The subcontract between Austin and Hudik incorporated Austin’s job specifications. These specifications provided that Austin would purchase certain climate-control units manufactured by Slant/Fin Corp. (Slant/Fin) to be installed in the Norwegian Home. The specifications further provided that the internal piping in the climate-control units was to be cut, threaded, and installed at the Slant/Fin factory. At the time that Hudik entered into the subcontract with Austin, Hudik was aware that its employees would be called upon to install the Slant/Fin units but not to do the internal piping work for the units on the jobsite.
Traditionally, members of respondent union have performed the internal piping on heating and air-conditioning units on the jobsite. Also, Rule IX of the then-current collective-bargaining contract between Hudik and Enterprise provided that pipe threading and cutting were to be performed on the jobsite in accordance with Rule V, which in turn specified that the work would be performed by units of two employees. There had been similar or identical provisions in previous collective-bargaining contracts. There is no dispute that the work designated by Austin’s specifications to be performed at the Slant/Fin factory was the kind of cutting and threading work referred to in Rule IX.
When the Slant/Fin units arrived on the job, the union steamfitters refused to install them. The business agent of the union told Austin’s superintendent that the steamfitters “would not install the Slant/Fin units because the piping inside the units was steamfitters’ work.” Enterprise Assn. of Steam Pipefitters, 204 N. L. R. B. 760, 762 (1973). Hudik was informed that the factory-installed internal piping in the units was in violation of Rule IX of the union contract and “that such piping was Local 638’s work.” Ibid. When the union persisted in its refusal to install the units, thereby interfering with the completion of the Norwegian Home job, Austin filed a complaint with the Board, alleging that Enterprise had committed an unfair labor practice under § 8 (b) (4) (B) of the National Labor Relations Act by engaging in a strike and encouraging Hudik employees to refuse to install the Slant/Fin units in furtherance of an impermissible object. Specifically, Austin charged that the union’s action was taken to force Hudik to cease doing business with Austin and to force Hudik and Austin to cease dealing with the products of Slant/Fin. The union’s position before the Administrative Law Judge was that it was merely seeking to enforce its contract with Hudik and to preserve the jobsite cutting and threading work covered by Rule IX.

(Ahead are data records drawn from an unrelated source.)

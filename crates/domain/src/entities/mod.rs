pub mod category;
pub mod id;
pub mod money;
pub mod order;
pub mod product;
pub mod user;

pub use category::*;
pub use id::*;
pub use money::*;
pub use order::*;
pub use product::*;
pub use user::*;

The Administrative Law Judge found that because Austin had specified factory-piped units, there was no internal threading and cutting work to be done on the jobsite of the kind covered by Rule IX and that no such work at the Norwegian Home project could be obtained through pressure on Hudik alone, even if Hudik was forced to abandon its contract, unless and until Austin changed its job specifications so as to provide the piping the union members had traditionally performed for Hudik as a subcontractor. The Administrative Law Judge thus concluded that the union had violated § 8 (b) (4) (B) because in seeking to enforce its contract and to obtain the work at the Norwegian Home jobsite, the union’s object was in reality to influence Austin by exerting pressure on Hudik, an employer who had no power to award the work to the union.

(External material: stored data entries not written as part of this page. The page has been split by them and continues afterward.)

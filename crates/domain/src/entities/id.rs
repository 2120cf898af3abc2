use crate::errors::DomainError;
use serde::{Deserialize, Serialize};
use std::fmt;
use std::str::FromStr;
use uuid::Uuid;

/// Store-assigned entity identifier.
///
/// Rendered as a hyphenated UUID string. Parsing only checks the format;
/// whether the entity exists is a question for the owning repository.
#[derive(Debug, Clone, Copy, PartialEq, Eq, Hash, PartialOrd, Ord, Serialize, Deserialize)]
#[serde(transparent)]
pub struct EntityId(Uuid);

impl EntityId {
    const TEXT_LEN: usize = 36;

    pub fn generate() -> Self {
        Self(Uuid::new_v4())
    }

    pub fn parse(raw: &str) -> Result<Self, DomainError> {
        if raw.len() != Self::TEXT_LEN {
            return Err(DomainError::InvalidIdentifier(raw.to_string()));
        }

        Uuid::try_parse(raw)
            .map(Self)
            .map_err(|_| DomainError::InvalidIdentifier(raw.to_string()))
    }

    pub fn as_uuid(&self) -> &Uuid {
        &self.0
    }
}

impl fmt::Display for EntityId {
    fn fmt(&self, f: &mut fmt::Formatter<'_>) -> fmt::Result {
        write!(f, "{}", self.0.hyphenated())
    }
}

impl FromStr for EntityId {
    type Err = DomainError;

    fn from_str(s: &str) -> Result<Self, Self::Err> {
        Self::parse(s)
    }
}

The Board agreed. Enterprise Assn., supra. It noted first that the steamfitters’ refusal to install the Slant/Fin units “was based on a valid work preservation clause in the agreement with Hudik, the subcontractor, and was for the purpose of preserving work they had traditionally performed.” 204 N. L. R. B. 760. This did not settle the legality of the work stoppage under §8 (b)(4)(B), however; for “Hudik was incapable of assigning its employees this work; such work was never Hudik’s to assign in the first place.... Respondent was exerting prohibited pressure on Hudik with an object of either forcing a change in Austin’s manner of doing business or forcing Hudik to terminate its subcontract with Austin. Since the pressure exerted by the Respondent on Hudik was undertaken for its effect on other employers, this pressure was secondary and prohibited by Section 8 (b) (4) (B).” Ibid, (as amended by order of Aug. 30, 1973).
A divided Court of Appeals for the District of Columbia Circuit, sitting en banc, set aside the Board’s order. 172 U. S. App. D. C.. 225, 521 F. 2d 885 (1975). We granted certiorari because of an apparent conflict between the Circuits. 424 U. S. 908 (1976).
II
In setting aside the Board’s order, the Court of Appeals disagreed with the Board on both legal and factual grounds. We deal first with the Court of Appeals’ proposition that “an employer who is struck by his own employees for the purpose of requiring him to do what he has lawfully contracted to do to benefit those employees can [njever be considered a neutral bystander in a dispute not his own.” 172 U. S. App. D. C., at 243, 521 F. 2d, at 903 (footnote omitted). Under this view, a strike or refusal to handle undertaken to enforce such a contract would not itself warrant an inference that the union sought to satisfy secondary, rather than primary, objectives, whatever the impact on the immediate employer or on other employers might be. Thus, where a union seeks to enforce a work-preservation agreement by a strike or work stoppage, the existence of the agreement would always provide an adequate defense to a § 8 (b) (4) unfair labor practice charge. This approach is untenable under the Act and our cases construing it.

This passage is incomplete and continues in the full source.